**Data extracts**
-------

//! Content generation driver.
//!
//! Runs each [`GenerationTask`] against the notebook in order and writes the
//! tool's output verbatim to the task's file. A failing task is logged and
//! skipped; it never aborts the run.

use std::path::Path;

use tracing::{info, instrument, warn};

use infographic_shared::{GenerationTask, Result, ToolConfig};

use crate::artifact;
use crate::outcome::TaskOutcome;
use crate::progress::{ProgressReporter, StepCounter};
use crate::runner::CommandRunner;
use crate::session::Session;

/// Argument list for one task: subcommand, notebook ID, then the source ID
/// when the task needs it.
pub fn task_args(task: &GenerationTask, session: &Session) -> Vec<String> {
    let mut argv = vec![task.subcommand.to_string(), session.notebook_id.to_string()];
    if task.needs_source {
        argv.push(session.source_id.to_string());
    }
    argv
}

/// Run every generation task, returning one outcome per task in order.
#[instrument(skip_all, fields(notebook_id = %session.notebook_id, tasks = tasks.len()))]
pub async fn generate_content<R: CommandRunner>(
    runner: &R,
    tool: &ToolConfig,
    session: &Session,
    output_dir: &Path,
    tasks: &[GenerationTask],
    steps: &mut StepCounter,
    progress: &dyn ProgressReporter,
) -> Vec<TaskOutcome> {
    let mut outcomes = Vec::with_capacity(tasks.len());

    for task in tasks {
        steps.next(progress, &format!("Generating {}", task.description));

        let outcome = match run_task(runner, tool, session, output_dir, task).await {
            Ok(outcome) => outcome,
            Err(e) => {
                warn!(step = task.description, error = %e, "generation failed, continuing");
                TaskOutcome::failed(task.subcommand, task.description, e.to_string())
            }
        };
        outcomes.push(outcome);
    }

    let failed = outcomes.iter().filter(|o| o.is_failed()).count();
    info!(succeeded = outcomes.len() - failed, failed, "content generation finished");

    outcomes
}

async fn run_task<R: CommandRunner>(
    runner: &R,
    tool: &ToolConfig,
    session: &Session,
    output_dir: &Path,
    task: &GenerationTask,
) -> Result<TaskOutcome> {
    let text = runner.run(&tool.program, &task_args(task, session)).await?;

    let path = output_dir.join(task.filename);
    artifact::write_text(&path, &text)?;
    info!(path = %path.display(), "saved");

    Ok(TaskOutcome::succeeded(
        task.subcommand,
        task.description,
        Some(path),
    ))
}

#[cfg(test)]
mod tests {
    use infographic_shared::{GENERATION_TASKS, NotebookId, SourceId};

    use super::*;
    use crate::progress::SilentProgress;
    use crate::testing::{Scratch, StubRunner};

    fn session() -> Session {
        Session {
            notebook_id: NotebookId::new("nb-1"),
            source_id: SourceId::new("src-1"),
        }
    }

    #[test]
    fn source_id_only_when_required() {
        let guide = &GENERATION_TASKS[0];
        let timeline = &GENERATION_TASKS[1];
        assert_eq!(task_args(guide, &session()), vec!["generate-guide", "nb-1"]);
        assert_eq!(
            task_args(timeline, &session()),
            vec!["timeline", "nb-1", "src-1"]
        );
    }

    #[tokio::test]
    async fn writes_every_task_output() {
        let scratch = Scratch::new("generation");
        let out = scratch.output_dir();
        std::fs::create_dir_all(&out).unwrap();
        let runner = StubRunner::new();
        let mut steps = StepCounter::new(GENERATION_TASKS.len());

        let outcomes = generate_content(
            &runner,
            &ToolConfig::default(),
            &session(),
            &out,
            &GENERATION_TASKS,
            &mut steps,
            &SilentProgress,
        )
        .await;

        assert_eq!(outcomes.len(), 6);
        assert!(outcomes.iter().all(TaskOutcome::is_succeeded));
        let mindmap = std::fs::read_to_string(out.join("03-mindmap.md")).unwrap();
        assert_eq!(mindmap, "# mindmap\n\nGenerated content for mindmap.");
    }

    #[tokio::test]
    async fn failed_task_is_recorded_and_others_continue() {
        let scratch = Scratch::new("generation");
        let out = scratch.output_dir();
        std::fs::create_dir_all(&out).unwrap();
        let runner = StubRunner::new().failing_on("faq");
        let mut steps = StepCounter::new(GENERATION_TASKS.len());

        let outcomes = generate_content(
            &runner,
            &ToolConfig::default(),
            &session(),
            &out,
            &GENERATION_TASKS,
            &mut steps,
            &SilentProgress,
        )
        .await;

        let failed: Vec<_> = outcomes.iter().filter(|o| o.is_failed()).collect();
        assert_eq!(failed.len(), 1);
        assert_eq!(failed[0].description, "Frequently asked questions");
        assert!(!out.join("05-faq.md").exists());
        assert!(out.join("06-outline.md").exists());
        assert_eq!(runner.count("outline"), 1);
    }
}
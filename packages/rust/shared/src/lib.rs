//! Shared types, error model, and configuration for the infographic generator.
//!
//! This crate is the foundation depended on by the core and CLI crates.
//! It provides:
//! - [`InfographicError`]: the unified error type
//! - Domain types ([`NotebookId`], [`SourceId`], [`GenerationTask`], [`RenderingTask`])
//! - Configuration ([`AppConfig`], [`RunConfig`], config loading)

pub mod config;
pub mod error;
pub mod types;

// Re-export public API at crate root for ergonomic imports.
pub use config::{
    AppConfig, DefaultsConfig, RENDERER_HOME_ENV, RendererConfig, RunConfig, ToolConfig, config_dir,
    config_file_path, init_config, load_config, load_config_from, renderer_api_key_present,
};
pub use error::{InfographicError, Result};
pub use types::{
    GENERATION_TASKS, GenerationTask, INDEX_FILE, NOTEBOOK_ID_FILE, NotebookId, OutputArtifact,
    RENDERING_TASKS, RenderingTask, SLIDE_MODE, SOURCE_ID_FILE, SourceId, VISUAL_EXTENSIONS,
    VISUALS_DIR,
};
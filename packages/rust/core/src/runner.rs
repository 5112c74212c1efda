//! External command execution.
//!
//! Every interaction with the notebook tool and the visual renderer goes
//! through [`CommandRunner`], so the pipeline can be driven by a stub in tests.

use std::future::Future;
use std::process::Stdio;

use tokio::process::Command;
use tracing::debug;

use infographic_shared::{InfographicError, Result};

/// Runs an external executable and reports a structured outcome.
pub trait CommandRunner: Send + Sync {
    /// Run `program` with `args` and return its trimmed stdout.
    ///
    /// A non-zero exit status yields [`InfographicError::Execution`] carrying
    /// the trimmed stderr. No retries, no timeout.
    fn run(&self, program: &str, args: &[String]) -> impl Future<Output = Result<String>> + Send;

    /// Whether `program` can be started at all.
    fn probe(&self, program: &str) -> impl Future<Output = bool> + Send;
}

/// [`CommandRunner`] backed by real child processes.
#[derive(Debug, Clone, Copy, Default)]
pub struct ProcessRunner;

impl CommandRunner for ProcessRunner {
    async fn run(&self, program: &str, args: &[String]) -> Result<String> {
        debug!(program, ?args, "running command");

        let output = Command::new(program)
            .args(args)
            .stdin(Stdio::null())
            .output()
            .await
            .map_err(|source| InfographicError::Spawn {
                program: program.to_string(),
                source,
            })?;

        if !output.status.success() {
            let stderr = String::from_utf8_lossy(&output.stderr);
            debug!(program, status = %output.status, "command failed");
            return Err(InfographicError::execution(program, args, &stderr));
        }

        Ok(String::from_utf8_lossy(&output.stdout).trim().to_string())
    }

    async fn probe(&self, program: &str) -> bool {
        // Only a failure to spawn counts; `help` may legitimately exit non-zero.
        match Command::new(program)
            .arg("help")
            .stdin(Stdio::null())
            .stdout(Stdio::null())
            .stderr(Stdio::null())
            .status()
            .await
        {
            Ok(_) => true,
            Err(e) => {
                debug!(program, error = %e, "probe failed");
                false
            }
        }
    }
}

/// Build an owned argument list from string slices.
pub fn args<I, S>(items: I) -> Vec<String>
where
    I: IntoIterator<Item = S>,
    S: Into<String>,
{
    items.into_iter().map(Into::into).collect()
}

-------

**Exercise instructions**
Return exactly the lines from the beginning of the data above through the one containing "use crate::session::Session;", please. Include both end lines and add nothing else.

**Solution to the problem**
//! Content generation driver.
//!
//! Runs each [`GenerationTask`] against the notebook in order and writes the
//! tool's output verbatim to the task's file. A failing task is logged and
//! skipped; it never aborts the run.

use std::path::Path;

use tracing::{info, instrument, warn};

use infographic_shared::{GenerationTask, Result, ToolConfig};

use crate::artifact;
use crate::outcome::TaskOutcome;
use crate::progress::{ProgressReporter, StepCounter};
use crate::runner::CommandRunner;
use crate::session::Session;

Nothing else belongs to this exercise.